In a zero-order reaction, reactant concentration has no effect on the reaction rate. The rate equals only the rate constant k, making the reaction rate independent of how much reactant is present. A graph of reaction rate versus concentration appears as a horizontal line.
Q3: What is the mathematical relationship between concentration and rate in first-order reactions?
In first-order reactions, reactant concentration is linearly related to the reaction rate. The rate equation is rate = k[A], where k is the rate constant and [A] is the reactant concentration. Doubling the concentration doubles the reaction rate, and the graph is linear with slope k.

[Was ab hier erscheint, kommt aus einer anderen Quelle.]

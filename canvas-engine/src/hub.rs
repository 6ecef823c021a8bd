//! Component E — Subscription Hub.
//!
//! Per-chunk rooms of subscribers, each with a bounded outbox. `publish`
//! never blocks and never allocates unbounded memory: a full outbox tears
//! its subscriber down instead of stalling every other subscriber or the
//! paint critical path that triggered the publish.

use std::collections::HashMap;
use std::sync::atomic::{AtomicU64, Ordering};
use std::sync::Mutex;

use dashmap::DashMap;
use rustc_hash::FxBuildHasher;
use tokio::sync::mpsc;

/// Recommended default outbox capacity per spec.md §4.5.
pub const DEFAULT_OUTBOX_CAPACITY: usize = 256;

/// A single broadcast-worthy change to one cell.
#[derive(Debug, Clone, Copy, PartialEq)]
pub struct Delta {
    pub seq: u64,
    pub o: u32,
    pub color: u8,
    pub ts: i64,
}

type ChunkKey = (i64, i64);

/// A live subscription. Dropping this (or calling
/// [`SubscriptionHub::unsubscribe`] explicitly) removes the subscriber
/// from its room.
pub struct SubscriberHandle {
    id: u64,
    key: ChunkKey,
}

struct Room {
    subscribers: HashMap<u64, mpsc::Sender<Delta>>,
}

impl Room {
    fn new() -> Self {
        Self {
            subscribers: HashMap::new(),
        }
    }
}

/// Per-chunk fan-out of paint deltas to subscribed readers.
pub struct SubscriptionHub {
    rooms: DashMap<ChunkKey, Mutex<Room>, FxBuildHasher>,
    next_id: AtomicU64,
    outbox_capacity: usize,
}

impl Default for SubscriptionHub {
    fn default() -> Self {
        Self::new(DEFAULT_OUTBOX_CAPACITY)
    }
}

impl SubscriptionHub {
    pub fn new(outbox_capacity: usize) -> Self {
        Self {
            rooms: DashMap::with_hasher(FxBuildHasher::default()),
            next_id: AtomicU64::new(1),
            outbox_capacity,
        }
    }

    /// Registers a new subscriber for chunk `(cx, cy)`, creating the room
    /// if this is its first subscriber. Returns a handle to unsubscribe
    /// with, and the receiving half of its outbox.
    pub fn subscribe(&self, cx: i64, cy: i64) -> (SubscriberHandle, mpsc::Receiver<Delta>) {
        let key = (cx, cy);
        let (tx, rx) = mpsc::channel(self.outbox_capacity);
        let id = self.next_id.fetch_add(1, Ordering::Relaxed);

        let room = self.rooms.entry(key).or_insert_with(|| Mutex::new(Room::new()));
        room.lock().unwrap().subscribers.insert(id, tx);

        (SubscriberHandle { id, key }, rx)
    }

    /// Removes a subscriber. If its room is now empty, the room itself is
    /// destroyed so it stops being a no-op target for future publishes.
    pub fn unsubscribe(&self, handle: &SubscriberHandle) {
        self.remove_subscriber(handle.key, handle.id);
    }

    fn remove_subscriber(&self, key: ChunkKey, id: u64) {
        if let Some(room) = self.rooms.get(&key) {
            room.lock().unwrap().subscribers.remove(&id);
        }
        self.rooms
            .remove_if(&key, |_, room| room.lock().unwrap().subscribers.is_empty());
    }

    /// Publishes `delta` to every subscriber currently in chunk
    /// `(cx, cy)`'s room. A no-op if the room doesn't exist. Never blocks:
    /// a subscriber whose outbox is full is torn down instead.
    pub fn publish(&self, cx: i64, cy: i64, delta: Delta) {
        let key = (cx, cy);
        let Some(room) = self.rooms.get(&key) else {
            return;
        };

        let mut overflowed = Vec::new();
        {
            let mut room = room.lock().unwrap();
            for (&id, tx) in room.subscribers.iter() {
                if tx.try_send(delta).is_err() {
                    overflowed.push(id);
                }
            }
            for id in &overflowed {
                // Dropping the sender closes the channel; the subscriber's
                // reader task observes `recv() == None` and tears down.
                room.subscribers.remove(id);
            }
        }
        drop(room);

        if !overflowed.is_empty() {
            tracing::debug!(cx, cy, count = overflowed.len(), "tore down subscribers with full outboxes");
            self.rooms
                .remove_if(&key, |_, room| room.lock().unwrap().subscribers.is_empty());
        }
    }

    /// Number of live rooms. Exposed for tests asserting room lifecycle.
    #[cfg(test)]
    fn room_count(&self) -> usize {
        self.rooms.len()
    }

    /// Number of subscribers currently in chunk `(cx, cy)`'s room, 0 if
    /// the room doesn't exist.
    pub fn subscriber_count(&self, cx: i64, cy: i64) -> usize {
        self.rooms
            .get(&(cx, cy))
            .map(|room| room.lock().unwrap().subscribers.len())
            .unwrap_or(0)
    }
}

#[cfg(test)]
mod tests {
    use super::*;

    fn delta(seq: u64) -> Delta {
        Delta {
            seq,
            o: 42,
            color: 4,
            ts: 1_000,
        }
    }

    #[tokio::test]
    async fn publish_to_empty_room_is_a_no_op() {
        let hub = SubscriptionHub::default();
        hub.publish(0, 0, delta(1));
        assert_eq!(hub.room_count(), 0);
    }

    #[tokio::test]
    async fn subscriber_receives_deltas_in_order() {
        let hub = SubscriptionHub::default();
        let (_handle, mut rx) = hub.subscribe(0, 0);

        hub.publish(0, 0, delta(1));
        hub.publish(0, 0, delta(2));
        hub.publish(0, 0, delta(3));

        assert_eq!(rx.recv().await.unwrap().seq, 1);
        assert_eq!(rx.recv().await.unwrap().seq, 2);
        assert_eq!(rx.recv().await.unwrap().seq, 3);
    }

    #[tokio::test]
    async fn publish_only_reaches_subscribers_of_that_chunk() {
        let hub = SubscriptionHub::default();
        let (_h0, mut rx0) = hub.subscribe(0, 0);
        let (_h1, mut rx1) = hub.subscribe(1, 1);

        hub.publish(0, 0, delta(1));

        assert_eq!(rx0.recv().await.unwrap().seq, 1);
        assert!(rx1.try_recv().is_err());
    }

    #[tokio::test]
    async fn unsubscribe_removes_room_when_empty() {
        let hub = SubscriptionHub::default();
        let (handle, _rx) = hub.subscribe(5, 5);
        assert_eq!(hub.room_count(), 1);

        hub.unsubscribe(&handle);
        assert_eq!(hub.room_count(), 0);
    }

    #[tokio::test]
    async fn room_survives_while_any_subscriber_remains() {
        let hub = SubscriptionHub::default();
        let (h0, _rx0) = hub.subscribe(2, 2);
        let (h1, _rx1) = hub.subscribe(2, 2);

        hub.unsubscribe(&h0);
        assert_eq!(hub.room_count(), 1);
        assert_eq!(hub.subscriber_count(2, 2), 1);

        hub.unsubscribe(&h1);
        assert_eq!(hub.room_count(), 0);
    }

    #[tokio::test]
    async fn full_outbox_tears_down_only_that_subscriber() {
        let hub = SubscriptionHub::new(1);
        let (_slow_handle, mut slow_rx) = hub.subscribe(0, 0);
        let (_fast_handle, mut fast_rx) = hub.subscribe(0, 0);

        // `fast` keeps draining; `slow` never does, so its single-slot
        // outbox is still full by the time the next delta arrives.
        hub.publish(0, 0, delta(1));
        assert_eq!(fast_rx.recv().await.unwrap().seq, 1);

        hub.publish(0, 0, delta(2)); // slow's outbox (still holding delta 1) overflows here
        assert_eq!(hub.subscriber_count(0, 0), 1);

        // The surviving subscriber is unaffected going forward.
        assert_eq!(fast_rx.recv().await.unwrap().seq, 2);
        hub.publish(0, 0, delta(3));
        assert_eq!(fast_rx.recv().await.unwrap().seq, 3);

        // The torn-down subscriber still drains what was already queued
        // before its sender was dropped, then sees the channel close.
        assert_eq!(slow_rx.recv().await.unwrap().seq, 1);
        assert!(slow_rx.recv().await.is_none());
    }
}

Q4: How does doubling a reactant's concentration affect a second-order reaction?
In second-order reactions, there is a quadratic relationship between concentration and rate. When you double the reactant concentration, the reaction rate increases by a factor of four. The rate equation is rate = k[A]², and the concentration-versus-rate graph appears parabolic.
Q5: Why does the rate constant have different units depending on reaction order?
The rate constant k must have units that make the overall rate expression equal moles per liter per second. For zero-order reactions, k has units M/s. For first-order, k is 1/s. For second-order, k is 1/(M·s). The units adjust so the rate always has consistent dimensions regardless of reaction order.
Q6: What experimental method is used to determine the reaction order of each reactant?
To determine reaction order, hold one reactant's concentration constant while varying the other, then measure the time for the reaction to progress to a visible endpoint. Repeat for each reactant. Compare how reaction time changes with concentration: constant time indicates zero-order, linear changes indicate first-order, and a factor-of-four change when concentration doubles indicates second-order.
Q7: How is the overall reaction order calculated when a reaction has multiple reactants?
The overall reaction order is the sum of the individual reaction orders for each reactant. For example, if reactant A is first-order (m = 1) and reactant B is zero-order (n = 0), the overall reaction order is one. This sum determines how the combined concentrations of all reactants affect the total reaction rate.